どんなに仕事が見つからなくても、介護だけはいやだな。毎日のように求人誌をながめながら、思っていた。非正規雇用で働いていたが、上司と折り合いが悪く転職を考えていたのだ。そこへ、知人から、「ひとを募集しているところがある」と、タイミングよく求人の紹介があった。すでに二十代半ばになり、資格もスキルも特に持っていないため、面接を突破できずに悩んでいた私は、藁にもすがる思いでその話にのった。

週五日勤務の、介護施設での事務員の仕事だった。「ときどき介護のほうを手伝ってもらうかもしれないけれど」ということだったが、少しくらいならしかたないか、と思ったし、転職活動に疲れ果てていて、早く決めてしまいたかった。

そして、正式に採用されることになり、書類などを受け取りに行って、驚いた。

なんと、事務員ではなく、介護をする職員としての採用になっていたのだ。
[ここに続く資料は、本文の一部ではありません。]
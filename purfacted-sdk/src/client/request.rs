use reqwest::Method;
use serde_json::Value;
use url::Url;

use crate::util::decode_envelope;
use crate::{Envelope, PurfactedClient, Result};

/// Query parameters and JSON body of a single request.
///
/// Only what is set here goes on the wire: no query string is appended when
/// `query` is empty, and no body is sent when `body` is `None`.
///
/// # Examples
/// ```
/// # use purfacted::RequestOptions;
/// let opts = RequestOptions::new()
///     .query("page", 1)
///     .query("q", "climate")
///     .json(serde_json::json!({"factIds": ["a", "b"]}));
/// assert_eq!(opts.query_pairs().len(), 2);
/// ```
#[derive(Debug, Clone, Default, PartialEq)]
#[must_use]
pub struct RequestOptions {
    query: Vec<(String, String)>,
    body: Option<Value>,
}

impl RequestOptions {
    /// Empty options: no query, no body.
    pub fn new() -> Self {
        Self::default()
    }

    /// Append a query parameter.
    pub fn query<K: Into<String>, V: ToString>(mut self, key: K, value: V) -> Self {
        self.query.push((key.into(), value.to_string()));
        self
    }

    /// Append a query parameter only when `value` is `Some`.
    pub fn query_opt<K: Into<String>, V: ToString>(self, key: K, value: Option<V>) -> Self {
        match value {
            Some(value) => self.query(key, value),
            None => self,
        }
    }

    /// Send `body` as the JSON request body.
    pub fn json(mut self, body: Value) -> Self {
        self.body = Some(body);
        self
    }

    /// Query parameters in insertion order.
    pub fn query_pairs(&self) -> &[(String, String)] {
        &self.query
    }

    /// The JSON body, if any.
    pub fn body(&self) -> Option<&Value> {
        self.body.as_ref()
    }
}

impl PurfactedClient {
    /// Call an arbitrary endpoint and unwrap its envelope.
    ///
    /// `endpoint` is appended verbatim to the base URL (e.g. `/facts`). The response
    /// body is always decoded as an [`Envelope`]; `success: false` becomes
    /// [`crate::Error::Api`], transport and decoding faults are returned as
    /// [`crate::Error::Request`] untouched.
    ///
    /// # Examples
    /// ```no_run
    /// # use purfacted::{Method, PurfactedClient, RequestOptions, Result};
    /// # async fn run(client: PurfactedClient) -> Result<()> {
    /// let envelope = client
    ///     .request(Method::GET, "/facts", RequestOptions::new().query("page", 2))
    ///     .await?;
    /// println!("{}", envelope.data());
    /// # Ok(()) }
    /// ```
    pub async fn request(
        &self,
        method: Method,
        endpoint: &str,
        options: RequestOptions,
    ) -> Result<Envelope> {
        let url = self.endpoint_url(endpoint, &options)?;
        tracing::debug!(%method, %url, "Sending PurFacted request");

        let mut rb = self.http.request(method.clone(), url.clone());
        if let Some(body) = &options.body {
            rb = rb.json(body);
        }

        let response = rb.send().await?;
        tracing::debug!(%method, %url, status = %response.status(), "Received PurFacted response");

        let envelope = decode_envelope(response).await?;
        envelope.into_result().inspect_err(|err| {
            if let crate::Error::Api(api) = err {
                tracing::warn!(code = %api.code, message = %api.message, %url, "PurFacted API reported an error");
            }
        })
    }

    /// Join `endpoint` onto the base URL and attach the query string.
    pub(crate) fn endpoint_url(&self, endpoint: &str, options: &RequestOptions) -> Result<Url> {
        let mut url = Url::parse(&format!("{}{}", self.base_url, endpoint))?;
        if !options.query.is_empty() {
            let mut q = url.query_pairs_mut();
            for (key, value) in &options.query {
                q.append_pair(key, value);
            }
        }
        Ok(url)
    }
}
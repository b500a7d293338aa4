use reqwest::Response;

use crate::Envelope;
use crate::errors::{Error, RequestError, Result};

/// Decode a response body as an [`Envelope`], regardless of the HTTP status.
///
/// The API reports failures through the envelope, often together with a 4xx/5xx
/// status, so the status is only consulted when the body is not valid JSON:
/// non-2xx statuses become `RequestError::Server` carrying the raw body, 2xx
/// statuses become `RequestError::DecodeJson`.
pub(crate) async fn decode_envelope(response: Response) -> Result<Envelope> {
    let status = response.status();
    let body = response.text().await?;

    match serde_json::from_str::<Envelope>(&body) {
        Ok(envelope) => Ok(envelope),
        Err(_) if !status.is_success() => {
            let message = if body.trim().is_empty() {
                status
                    .canonical_reason()
                    .unwrap_or("Unknown Error")
                    .to_string()
            } else {
                body
            };
            Err(Error::from(RequestError::Server { status, message }))
        }
        Err(err) => Err(err.into()),
    }
}
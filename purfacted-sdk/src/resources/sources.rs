use reqwest::Method;

use super::{DEFAULT_LIMIT, DEFAULT_PAGE, filter};
use crate::{Envelope, PurfactedClient, RequestOptions, Result};

/// Filters for [`PurfactedClient::list_sources`].
///
/// `min_credibility` is sent whenever it is set, `0` included.
#[derive(Debug, Clone, PartialEq, Eq)]
#[must_use]
pub struct SourceQuery {
    fact_id: Option<String>,
    source_type: Option<String>,
    min_credibility: Option<u32>,
    page: u32,
    limit: u32,
}

impl Default for SourceQuery {
    fn default() -> Self {
        Self {
            fact_id: None,
            source_type: None,
            min_credibility: None,
            page: DEFAULT_PAGE,
            limit: DEFAULT_LIMIT,
        }
    }
}

impl SourceQuery {
    /// No filters, first page of 20.
    pub fn new() -> Self {
        Self::default()
    }

    /// Only sources attached to this fact.
    pub fn fact_id(mut self, fact_id: impl Into<String>) -> Self {
        self.fact_id = Some(fact_id.into());
        self
    }

    /// Only sources of this type (sent as `type`).
    pub fn source_type(mut self, source_type: impl Into<String>) -> Self {
        self.source_type = Some(source_type.into());
        self
    }

    /// Only sources with at least this credibility score.
    pub fn min_credibility(mut self, min_credibility: u32) -> Self {
        self.min_credibility = Some(min_credibility);
        self
    }

    /// Page number, starting at 1.
    pub fn page(mut self, page: u32) -> Self {
        self.page = page;
        self
    }

    /// Page size.
    pub fn limit(mut self, limit: u32) -> Self {
        self.limit = limit;
        self
    }

    /// The query string this listing sends.
    pub fn options(&self) -> RequestOptions {
        RequestOptions::new()
            .query("page", self.page)
            .query("limit", self.limit)
            .query_opt("factId", filter(&self.fact_id))
            .query_opt("type", filter(&self.source_type))
            .query_opt("minCredibility", self.min_credibility)
    }
}

impl PurfactedClient {
    /// List sources with optional filtering.
    pub async fn list_sources(&self, query: &SourceQuery) -> Result<Envelope> {
        self.request(Method::GET, "/sources", query.options()).await
    }

    /// Get detailed information about a specific source.
    pub async fn get_source(&self, source_id: &str) -> Result<Envelope> {
        self.request(
            Method::GET,
            &format!("/sources/{source_id}"),
            RequestOptions::new(),
        )
        .await
    }
}
//! One module per API resource. Each adds its operations to [`crate::PurfactedClient`]
//! and defines the option structs that shape their query strings and bodies.

pub mod categories;
pub mod facts;
pub mod sources;
pub mod trust;
pub mod webhooks;

/// Default page requested by the listing operations.
pub const DEFAULT_PAGE: u32 = 1;

/// Default page size for facts and sources.
pub const DEFAULT_LIMIT: u32 = 20;

/// Default page size for categories.
pub const DEFAULT_CATEGORY_LIMIT: u32 = 50;

/// Empty strings are treated like unset filters and never reach the query string.
pub(crate) fn filter(value: &Option<String>) -> Option<&str> {
    value.as_deref().filter(|v| !v.is_empty())
}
「え、マジで?」と思ったけれど、前いたところにはすでに退職届を出しており、今さら「じゃあけっこうです」とも言えなかった。私は無資格・未経験だし、介護の仕事自体もやりたいとは思っていない。そのことは面接でも伝えたし、相手も分かっている上でこういう役割をふったのだから、「できる」と見込まれているのかな、と前向きにとらえることにした。
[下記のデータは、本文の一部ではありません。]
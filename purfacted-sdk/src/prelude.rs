//! Common imports for quick starts.

// Common
pub use crate::{ApiError, BuildError, Envelope, Error};

// Transport
pub use crate::{PurfactedClient, PurfactedClientBuilder, RequestOptions};

// Resource options
pub use crate::{CategoryQuery, FactSearch, NewWebhook, SourceQuery, WebhookUpdate};

// Typed payloads
pub use crate::models::{FactList, PlatformStats, TrustMetrics, Webhook};
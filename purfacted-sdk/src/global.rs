//! Global, resettable `PurfactedClient` configured from the environment.
//!
//! Scripts and small services often want a one-liner instead of threading a client
//! through every call site. [`global_client`] lazily builds one from
//! `PURFACTED_API_KEY` / `PURFACTED_BASE_URL` (see
//! [`crate::PurfactedClientBuilder::from_env`]) and hands out cheap clones sharing
//! the same connection pool.
//!
//! # Design
//! - Backing storage is `ArcSwapOption<PurfactedClient>` inside a `OnceLock`.
//! - **Reads are lock-free**; `global_client()` does a single atomic load and returns a
//!   clone of the current `PurfactedClient`.
//! - **Reset is safe**; `set_global_client`/`drop_global_client` publish a new instance
//!   (or `None`). Existing clones keep working independently.
//! - **Init is fallible** and returns `BuildError` (e.g. no API key in the environment)
//!   instead of panicking.
//!
//! # Concurrency and races
//! - If multiple threads call `global_client()` concurrently before initialization, more
//!   than one `PurfactedClient` may be constructed; the last stored wins.
//!
//! # Examples
//! Inject an explicit client, then fetch it anywhere:
//! ```
//! # use purfacted::{global_client, set_global_client, PurfactedClient};
//! set_global_client(PurfactedClient::new("pk_test_123")?);
//! let client = global_client()?;
//! # Ok::<(), purfacted::BuildError>(())
//! ```
//!
//! Reset to “no client”; the next call re-reads the environment:
//! ```
//! # use purfacted::drop_global_client;
//! drop_global_client();
//! ```

use arc_swap::ArcSwapOption;
use std::sync::Arc;
use std::sync::OnceLock;

use crate::{BuildError, PurfactedClient, PurfactedClientBuilder};

/// Process-wide slot for the optional default client.
static GLOBAL_CLIENT: OnceLock<ArcSwapOption<PurfactedClient>> = OnceLock::new();

#[inline]
fn slot() -> &'static ArcSwapOption<PurfactedClient> {
    GLOBAL_CLIENT.get_or_init(|| ArcSwapOption::from(None))
}

/// Get-or-init the process-wide default client.
///
/// - On first use, constructs via [`PurfactedClientBuilder::from_env`].
/// - Subsequent calls are lock-free and just clone the current instance.
/// - Clones remain valid even if you later call `set_global_client` or `drop_global_client`.
pub fn global_client() -> Result<PurfactedClient, BuildError> {
    if let Some(current) = slot().load_full() {
        return Ok(current.as_ref().clone());
    }

    let fresh = PurfactedClientBuilder::from_env().build()?;
    slot().store(Some(Arc::new(fresh.clone())));
    Ok(fresh)
}

/// Replace the global default client.
pub fn set_global_client(new_client: PurfactedClient) {
    slot().store(Some(Arc::new(new_client)));
}

/// Clear the global default client.
///
/// After this call, the next `global_client()` builds a fresh client from the environment.
pub fn drop_global_client() {
    slot().store(None);
}

#[cfg(test)]
mod tests {
    use super::*;

    #[test]
    fn set_then_get_returns_injected_client() {
        let client = PurfactedClient::builder()
            .api_key("global-key")
            .base_url("http://localhost:7777/api/v1")
            .build()
            .unwrap();
        set_global_client(client);

        let fetched = global_client().unwrap();
        assert_eq!(fetched.base_url(), "http://localhost:7777/api/v1");
    }
}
何より、初めて「正規職員」で雇われることになり、提示された給料も今までの仕事よりちょっとよかったので、すぐに「やめます」と言うのが惜しかったのもある。

こうして、思わぬきっかけで、ぜったいにやりたくなかった介護の仕事をやることになり、何の知識もないまま、初めて現場に足を踏み入れることになった。

私が勤めることになった施設は、障害などが比較的軽度のお年寄りたちが生活しているところだ。排泄や入浴の介助は必要だが、頭はしっかりしている人も多く、会話や趣味を楽しんでいる。年齢は八十前後から百歳すぎの方までいるが、二十代の私には、どういう感覚で生きていらっしゃるのか、想像もつかない。
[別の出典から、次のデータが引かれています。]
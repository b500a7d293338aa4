#![doc = include_str!("../README.md")]
#![deny(missing_docs)]
#![deny(rustdoc::broken_intra_doc_links)]
#![cfg_attr(any(), deny(clippy::unwrap_used))]

pub mod blocking;
mod client;
mod envelope;
pub mod errors;
mod global;
pub mod models;
mod resources;
mod util;

pub mod prelude;

// --- PUBLIC API EXPORTS ---
// Transport
pub use client::core::{
    API_KEY_ENV, BASE_URL_ENV, DEFAULT_BASE_URL, PurfactedClient, PurfactedClientBuilder,
};
pub use client::request::RequestOptions;
pub use envelope::{Envelope, ErrorBody};

// Resource options
pub use resources::categories::CategoryQuery;
pub use resources::facts::FactSearch;
pub use resources::sources::SourceQuery;
pub use resources::trust::MAX_BATCH_TRUST_IDS;
pub use resources::webhooks::{NewWebhook, WebhookUpdate};
pub use resources::{DEFAULT_CATEGORY_LIMIT, DEFAULT_LIMIT, DEFAULT_PAGE};

// Error and global client
pub use errors::{ApiError, BuildError, Error, Result};
pub use global::{drop_global_client, global_client, set_global_client};

// Re-exports
pub use reqwest::{Method, StatusCode};
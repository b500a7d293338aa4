use reqwest::Method;

use super::{DEFAULT_LIMIT, DEFAULT_PAGE, filter};
use crate::{Envelope, PurfactedClient, RequestOptions, Result};

/// Filters for [`PurfactedClient::search_facts`].
///
/// `page` and `limit` are always sent (defaults `1` and `20`); the other filters
/// only when set to a non-empty value.
///
/// # Examples
/// ```
/// # use purfacted::FactSearch;
/// let search = FactSearch::new().q("climate").status("PROVEN").limit(10);
/// let opts = search.options();
/// let keys: Vec<_> = opts.query_pairs().iter().map(|(k, _)| k.as_str()).collect();
/// assert_eq!(keys, ["page", "limit", "q", "status"]);
/// ```
#[derive(Debug, Clone, PartialEq, Eq)]
#[must_use]
pub struct FactSearch {
    q: Option<String>,
    status: Option<String>,
    category: Option<String>,
    sort: Option<String>,
    page: u32,
    limit: u32,
}

impl Default for FactSearch {
    fn default() -> Self {
        Self {
            q: None,
            status: None,
            category: None,
            sort: None,
            page: DEFAULT_PAGE,
            limit: DEFAULT_LIMIT,
        }
    }
}

impl FactSearch {
    /// No filters, first page of 20.
    pub fn new() -> Self {
        Self::default()
    }

    /// Full-text query.
    pub fn q(mut self, q: impl Into<String>) -> Self {
        self.q = Some(q.into());
        self
    }

    /// Trust status, e.g. `PROVEN`.
    pub fn status(mut self, status: impl Into<String>) -> Self {
        self.status = Some(status.into());
        self
    }

    /// Category id.
    pub fn category(mut self, category: impl Into<String>) -> Self {
        self.category = Some(category.into());
        self
    }

    /// Sort order as understood by the API.
    pub fn sort(mut self, sort: impl Into<String>) -> Self {
        self.sort = Some(sort.into());
        self
    }

    /// Page number, starting at 1.
    pub fn page(mut self, page: u32) -> Self {
        self.page = page;
        self
    }

    /// Page size.
    pub fn limit(mut self, limit: u32) -> Self {
        self.limit = limit;
        self
    }

    /// The query string this search sends.
    pub fn options(&self) -> RequestOptions {
        RequestOptions::new()
            .query("page", self.page)
            .query("limit", self.limit)
            .query_opt("q", filter(&self.q))
            .query_opt("status", filter(&self.status))
            .query_opt("category", filter(&self.category))
            .query_opt("sort", filter(&self.sort))
    }
}

impl PurfactedClient {
    /// Search and list facts.
    ///
    /// # Examples
    /// ```no_run
    /// # use purfacted::{FactSearch, PurfactedClient, Result};
    /// # use purfacted::models::FactList;
    /// # async fn run(client: PurfactedClient) -> Result<()> {
    /// let found = client
    ///     .search_facts(&FactSearch::new().q("climate").status("PROVEN").limit(10))
    ///     .await?;
    /// for fact in found.data_as::<FactList>()?.facts {
    ///     println!("{:?} ({:?})", fact.title, fact.status);
    /// }
    /// # Ok(()) }
    /// ```
    pub async fn search_facts(&self, search: &FactSearch) -> Result<Envelope> {
        self.request(Method::GET, "/facts", search.options()).await
    }

    /// Get detailed information about a specific fact.
    pub async fn get_fact(&self, fact_id: &str) -> Result<Envelope> {
        self.request(
            Method::GET,
            &format!("/facts/{fact_id}"),
            RequestOptions::new(),
        )
        .await
    }
}
mod blocking;
mod envelope;
mod trust;
mod utils;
そのため、最初は意思の疎通も難しかった。話しかけても、まったく反応がない方もいて、困っていたら、先輩職員に「もっと大きな声で、耳元で話さないとだめ」と助言された。他にも、身体に麻痺があったり、歩くのが不自由だったりする方は、寄り添って支えるよう言われたが、どこをどう支えればいいのか、教えられてもさっぱり飲み込めなかった。

特に戸惑ったのは、普通の企業や店での仕事と違って、効率最優先・マニュアル重視というわけにはいかないこと。一日のスケジュールは一応あるけれど、利用者さんの体調に合わせて、前後したり変更になったりする。マニュアルどおりに動き、指示がないと何もできない、単純アルバイト仕様の私は、臨機応変に対応するのが苦手で、苦労した。

だけど、どんなことにでも言えるのは、実際の仕事と、イメージは違っている場合も多いということだ。私はこれまで、介護職に対して、「職場環境が悪い、ギスギスしている」とか、「お年寄りのケアなんて、他にできる仕事がない人がしかたなくやる底辺の仕事」だと、ネットなどで見たマイナスのイメージしか持っていなかった。

でも、実際には、情熱や愛情がないとやっていけない仕事だし、先輩たちはみんな優しい。利用者さんも、未熟で何もできない私を温かく見守ってくれて、いろいろ意見をくれる。何より、普通の会社で働くのに比べ、一日に「ありがとう」と言われる回数が格段に多い。どこまでやっていけるかまだまだ分からないけれど、ここに根を張っていきたいと今は思っている。きっかけは突然すぎて戸惑ったけれど、知らない世界を知る機会を与えられたことに感謝している。